Techniques described herein also may be used with one or more of the computer systems described herein or with one or more other systems. For example, the various procedures described herein may be implemented with hardware or software, or a combination of both. For example, at least one of the processor, memory, storage, output device(s), input device(s), or communication connections discussed below can each be at least a portion of one or more hardware components. Dedicated hardware logic components can be constructed to implement at least a portion of one or more of the techniques described herein. For example, and without limitation, such hardware logic components may include Field-programmable Gate Arrays (FPGAs), Application-specific Integrated Circuits (ASICs), Application-specific Standard Products (ASSPs), System-on-a-chip systems (SOCs), Complex Programmable Logic Devices (CPLDs), etc. Applications that may include the apparatus and systems of various aspects can broadly include a variety of electronic and computer systems. Techniques may be implemented using two or more specific interconnected hardware modules or devices with related control and data signals that can be communicated between and through the modules, or as portions of an ASIC. Additionally, the techniques described herein may be implemented by software programs executable by a computer system. As an example, implementations can include distributed processing, component/object distributed processing, and parallel processing. Moreover, virtual computer system processing can be constructed to implement one or more of the techniques or functionalities, as described herein.
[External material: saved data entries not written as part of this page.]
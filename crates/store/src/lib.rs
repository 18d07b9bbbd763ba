mod mirror;
mod persistence;
mod state;
mod store;

pub use mirror::SettingsMirror;
pub use persistence::{SAVE_COALESCE_WINDOW, SaveCoalescer, SaveFailureCallback};
pub use state::{
    ConfigState, RECENT_TOOLS_LIMIT, SEARCH_HISTORY_LIMIT, default_categories,
};
pub use store::{ConfigStore, StorePaths};
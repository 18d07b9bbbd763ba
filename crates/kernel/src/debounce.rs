use crate::shutdown::join_with_timeout;
use std::sync::Arc;
use std::sync::mpsc::{self, RecvTimeoutError, Sender};
use std::thread::{self, JoinHandle};
use std::time::Duration;

enum Message<T> {
    Arm(T),
    Flush,
    Quit,
}

/// Coalesces bursts of values into one callback invocation: each `schedule`
/// replaces the pending value and re-arms the quiet window; the callback
/// fires with the latest value once the window elapses without new input.
pub struct Debouncer<T> {
    sender: Sender<Message<T>>,
    handle: Option<JoinHandle<()>>,
    label: &'static str,
}

impl<T> Debouncer<T>
where
    T: Send + 'static,
{
    pub fn spawn(
        label: &'static str,
        window: Duration,
        action: Arc<dyn Fn(T) + Send + Sync>,
    ) -> Self {
        let (sender, receiver) = mpsc::channel::<Message<T>>();
        let handle = thread::Builder::new()
            .name(format!("debounce-{label}"))
            .spawn(move || {
                let mut pending: Option<T> = None;
                loop {
                    let message = if pending.is_some() {
                        match receiver.recv_timeout(window) {
                            Ok(message) => message,
                            Err(RecvTimeoutError::Timeout) => {
                                if let Some(value) = pending.take() {
                                    action(value);
                                }
                                continue;
                            }
                            Err(RecvTimeoutError::Disconnected) => break,
                        }
                    } else {
                        match receiver.recv() {
                            Ok(message) => message,
                            Err(_) => break,
                        }
                    };

                    match message {
                        Message::Arm(value) => pending = Some(value),
                        Message::Flush => {
                            if let Some(value) = pending.take() {
                                action(value);
                            }
                        }
                        Message::Quit => {
                            if let Some(value) = pending.take() {
                                action(value);
                            }
                            break;
                        }
                    }
                }
            })
            .ok();

        if handle.is_none() {
            tracing::error!(event = "debounce_thread_spawn_failed", label);
        }

        Self {
            sender,
            handle,
            label,
        }
    }

    /// Replaces any pending value and restarts the quiet window.
    pub fn schedule(&self, value: T) {
        if self.sender.send(Message::Arm(value)).is_err() {
            tracing::warn!(event = "debounce_schedule_after_stop", label = self.label);
        }
    }

    /// Fires the pending value immediately, if any.
    pub fn flush(&self) {
        let _ = self.sender.send(Message::Flush);
    }

    /// Flushes pending work and joins the worker within `timeout`.
    pub fn shutdown(mut self, timeout: Duration) {
        let _ = self.sender.send(Message::Quit);
        if let Some(handle) = self.handle.take() {
            join_with_timeout(handle, self.label, timeout);
        }
    }
}

impl<T> Drop for Debouncer<T> {
    fn drop(&mut self) {
        let _ = self.sender.send(Message::Quit);
        if let Some(handle) = self.handle.take() {
            join_with_timeout(handle, self.label, Duration::from_millis(1000));
        }
    }
}

#[cfg(test)]
#[path = "../tests/kernel/debounce_tests.rs"]
mod tests;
It will be understood that the terms and expressions used herein have the ordinary meaning as is accorded to such terms and expressions with respect to their corresponding respective areas of inquiry and study except where specific meanings have otherwise been set forth herein. Relational terms such as first and second and the like may be used solely to distinguish one entity or action from another without necessarily requiring or implying any actual such relationship or order between such entities or actions. The terms “comprises,” “comprising,” “includes,” “including,” or any other variation thereof, are intended to cover a non-exclusive inclusion, such that a process, method, article, or apparatus that comprises or includes a list of elements or steps does not include only those elements or steps but may include other elements or steps not expressly listed or inherent to such process, method, article, or apparatus. An element preceded by “a” or “an” does not, without further constraints, preclude the existence of additional identical elements in the process, method, article, or apparatus that comprises the element.

Unless otherwise stated, all measurements, values, ratings, positions, magnitudes, sizes, and other specifications that are set forth in this specification, including in the claims that follow, are approximate, not exact. Such amounts are intended to have a reasonable range that is consistent with the functions to which they relate and with what is customary in the art to which they pertain. For example, unless expressly stated otherwise, a parameter value or the like may vary by as much as ±10% from the stated amount.

In addition, in the foregoing Detailed Description, various features are grouped together in various examples for the purpose of streamlining the disclosure. This method of disclosure is not to be interpreted as reflecting an intention that the claimed examples require more features than are expressly recited in each claim. Rather, as the following claims reflect, the subject matter to be protected lies in less than all features of any single disclosed example. Thus, the following claims are hereby incorporated into the Detailed Description, with each claim standing on its own as a separately claimed subject matter.

While the foregoing has described what are considered to be the best mode and other examples, it is understood that various modifications may be made therein and that the subject matter disclosed herein may be implemented in various forms and examples, and that they may be applied in numerous applications, only some of which have been described herein. It is intended by the following claims to claim any and all modifications and variations that fall within the true scope of the present concepts.